There is a really intense tangle that arises because of the low -k
parameter. This makes it basically impossible for the heuristics that try to break the input sequences to spoa at SV boundaries to work. The sorting puts this tangle in the same part of the graph, but the jumps between successive path steps in the order tend to be pretty short, and loopy (I think). Will try to see if heuristics are enough. If not, I may need to run homology analysis on the sequences to decide how to break them.
Plotting the traversals of this tangle (as seen from smoothxg's perspective) shows a clear periodicity.
Fewer cycles are present in haplotypes that have a shorter VNTR allele length.
I'd like to break these sequences into pieces so that each repeat unit is a separate input sequence to spoa. This should be controlled by some parameter which defines the size of SDs/VNTRs to maintain as cyclic in the output.
Because we are not looping "cleanly" through the locus in the prep graph (we're in fact running smoothxg is to make the loops clean) it's not clear if we can just count how many times we've seen a given node to try to decide when to break the sequence. There are loops within loops, and many smaller nodes get huge numbers of steps on them. We can't just break if the self step count of a path increases.
It will be very difficult to accurately determine the period without using statistical analysis. That said, autocorrelation plots make it pretty clear that we can use such an analysis to find a repeat length. But finding the starts and ends of those repeats in the sequences, so as to break them, still seems tricky to me.

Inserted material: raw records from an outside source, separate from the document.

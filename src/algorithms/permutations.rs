//! Permutations by backtracking.
//!
//! Characters are sorted first; a repeated character is only picked when its
//! earlier twin is already in use, so duplicates never produce the same
//! permutation twice.

use serde::{Deserialize, Serialize};

use crate::engine::generator::{
    reject_unknown, text_arg, AlgorithmInfo, Category, FrameView, ParamArgs, TraceGenerator,
};
use crate::engine::step::{Outcome, Trace, TraceRecorder};
use crate::error::VizResult;

const RECENT: usize = 8;

/// Permutation input.
#[derive(Debug, Clone, PartialEq, Eq, Serialize, Deserialize)]
pub struct PermutationParams {
    /// Characters to permute.
    pub text: String,
}

impl Default for PermutationParams {
    fn default() -> Self {
        Self {
            text: "ABC".to_string(),
        }
    }
}

/// Permutation visualization state.
#[derive(Debug, Clone, PartialEq, Eq, Default, Serialize, Deserialize)]
pub struct PermutationFrame {
    /// Sorted characters.
    pub chars: Vec<char>,
    /// `used[i]` while `chars[i]` is in the prefix.
    pub used: Vec<bool>,
    /// Prefix built so far.
    pub prefix: String,
    /// Completed permutations so far.
    pub found_count: usize,
    /// Most recent completions, oldest first.
    pub recent: Vec<String>,
}

impl FrameView for PermutationFrame {
    fn render_lines(&self) -> Vec<String> {
        let pool: String = self
            .chars
            .iter()
            .zip(&self.used)
            .map(|(c, used)| if *used { '_' } else { *c })
            .collect();
        vec![
            format!("pool   {pool}"),
            format!("prefix {}", self.prefix),
            format!("found ({}) {}", self.found_count, self.recent.join(" ")),
        ]
    }
}

/// Permutation generator.
#[derive(Debug, Clone)]
pub struct PermutationGenerator {
    max_len: usize,
}

impl PermutationGenerator {
    /// Create a generator accepting up to `max_len` characters.
    #[must_use]
    pub const fn new(max_len: usize) -> Self {
        Self { max_len }
    }
}

struct Search {
    chars: Vec<char>,
    used: Vec<bool>,
    prefix: Vec<char>,
    found: Vec<String>,
    rec: TraceRecorder<PermutationFrame>,
}

impl Search {
    fn frame(&self) -> PermutationFrame {
        let skip = self.found.len().saturating_sub(RECENT);
        PermutationFrame {
            chars: self.chars.clone(),
            used: self.used.clone(),
            prefix: self.prefix.iter().collect(),
            found_count: self.found.len(),
            recent: self.found[skip..].to_vec(),
        }
    }

    fn emit(&mut self, message: String) {
        let frame = self.frame();
        self.rec.emit(message, frame);
    }

    fn extend(&mut self) {
        if self.prefix.len() == self.chars.len() {
            let done: String = self.prefix.iter().collect();
            self.found.push(done.clone());
            self.emit(format!("Found permutation {done}"));
            return;
        }

        for i in 0..self.chars.len() {
            if self.used[i] || (i > 0 && self.chars[i] == self.chars[i - 1] && !self.used[i - 1]) {
                continue;
            }
            let c = self.chars[i];
            self.used[i] = true;
            self.prefix.push(c);
            self.emit(format!("Choose '{c}'"));

            self.extend();

            self.prefix.pop();
            self.used[i] = false;
            self.emit(format!("Backtrack: release '{c}'"));
        }
    }
}

impl TraceGenerator for PermutationGenerator {
    type Params = PermutationParams;
    type Frame = PermutationFrame;

    fn info(&self) -> AlgorithmInfo {
        AlgorithmInfo {
            id: "permutations",
            name: "Permutations",
            category: Category::Backtracking,
            summary: "List every ordering of a word by choosing and releasing characters",
            params: &["text"],
        }
    }

    fn generate(&self, params: &PermutationParams) -> Trace<PermutationFrame> {
        let mut chars: Vec<char> = params.text.trim().chars().collect();
        if chars.is_empty() {
            return Trace::invalid("Please enter some characters", PermutationFrame::default());
        }
        if chars.len() > self.max_len {
            return Trace::invalid(
                format!("Please enter at most {} characters", self.max_len),
                PermutationFrame::default(),
            );
        }
        chars.sort_unstable();

        let mut search = Search {
            used: vec![false; chars.len()],
            chars,
            prefix: Vec::new(),
            found: Vec::new(),
            rec: TraceRecorder::new(),
        };
        let word: String = search.chars.iter().collect();
        let opening = search.frame();
        search.rec.emit_opening(
            *params == PermutationParams::default(),
            format!("Press play to list every ordering of {word}"),
            format!("Sorted characters: {word}"),
            opening,
        );

        search.extend();

        let total = search.found.len() as u64;
        let last = search.frame();
        search.rec.finish(
            format!("{total} distinct permutations"),
            last,
            Outcome::Count(total),
        )
    }

    fn apply_args(
        &self,
        current: &PermutationParams,
        args: &ParamArgs,
    ) -> VizResult<PermutationParams> {
        reject_unknown(args, &self.info())?;
        let mut next = current.clone();
        if let Some(text) = text_arg(args, "text") {
            next.text = text;
        }
        Ok(next)
    }
}

#[cfg(test)]
mod tests {
    use super::*;

    fn generator() -> PermutationGenerator {
        PermutationGenerator::new(6)
    }

    fn run(text: &str) -> Trace<PermutationFrame> {
        generator().generate(&PermutationParams {
            text: text.to_string(),
        })
    }

    #[test]
    fn test_abc() {
        let trace = generator().generate(&PermutationParams::default());
        assert_eq!(trace.outcome(), Some(&Outcome::Count(6)));
        assert_eq!(
            trace.last().frame.recent,
            vec!["ABC", "ACB", "BAC", "BCA", "CAB", "CBA"]
        );
    }

    #[test]
    fn test_duplicates_are_skipped() {
        let trace = run("AAB");
        assert_eq!(trace.last().frame.recent, vec!["AAB", "ABA", "BAA"]);
    }

    #[test]
    fn test_recent_window() {
        let trace = run("ABCD");
        let last = &trace.last().frame;
        assert_eq!(last.found_count, 24);
        assert_eq!(last.recent.len(), RECENT);
        assert_eq!(last.recent.last().map(String::as_str), Some("DCBA"));
    }

    #[test]
    fn test_single_char() {
        let trace = run("Z");
        assert_eq!(trace.outcome(), Some(&Outcome::Count(1)));
        assert_eq!(trace.first().message, "Sorted characters: Z");
    }

    #[test]
    fn test_rejects_empty_and_long() {
        for text in ["", "   ", "ABCDEFG"] {
            let trace = run(text);
            assert_eq!(trace.len(), 1);
            assert!(trace.outcome().is_none());
        }
    }

    #[test]
    fn test_prefix_never_exceeds_word() {
        let trace = run("ABCD");
        assert!(trace.iter().all(|s| s.frame.prefix.len() <= 4));
        assert_eq!(trace.outcome(), Some(&Outcome::Count(24)));
    }
}
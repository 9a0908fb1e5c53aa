//! algoviz CLI - step-by-step algorithm playback
//!
//! Command-line interface for listing, printing and playing traces.

use std::process::ExitCode;

use algoviz::cli::{load_config, run_cli, Args};
use algoviz::logging::init_logging;

fn main() -> ExitCode {
    let args = Args::parse();

    let config = match load_config(args.config_path.as_deref()) {
        Ok(config) => config,
        Err(e) => {
            eprintln!("Error: {e}");
            return ExitCode::from(1);
        }
    };

    if let Err(e) = init_logging(&config.logging.level) {
        eprintln!("Error: {e}");
        return ExitCode::from(1);
    }

    run_cli(args, &config)
}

The structure of the repeats is very apparent in autocorrelation. However, the exact repeat length is not stable, and so finding the start and end is not easy unless we use alignment. The only reasonable solution appears to be to run the self alignment of sequences in these loci and break them at obvious repeat and inversion starts.
I'm running into problems like this (I have only 16GB of RAM on my test machine, so it's pretty easy to run out of memory).
It looks to me that I'm usually running out of memory during the spoa generation step. This can be mitigated somewhat by just running with fewer threads. But, it seems reasonable to be able to tell when to bail out on a particular alignment problem and reformulate it. One option would be to detect memory allocations problems and then break the spoa block in pieces. The other would be to try to calculate how big the problems should be during the block determination phase and prevent them from ever getting too big. This would ideally be a user-configurable thing, so that the results could be reproducible. (It's worth bearing in mind that the prep step is stochastic and won't always yield the same graph, so smoothxg is inherently inconsistent.)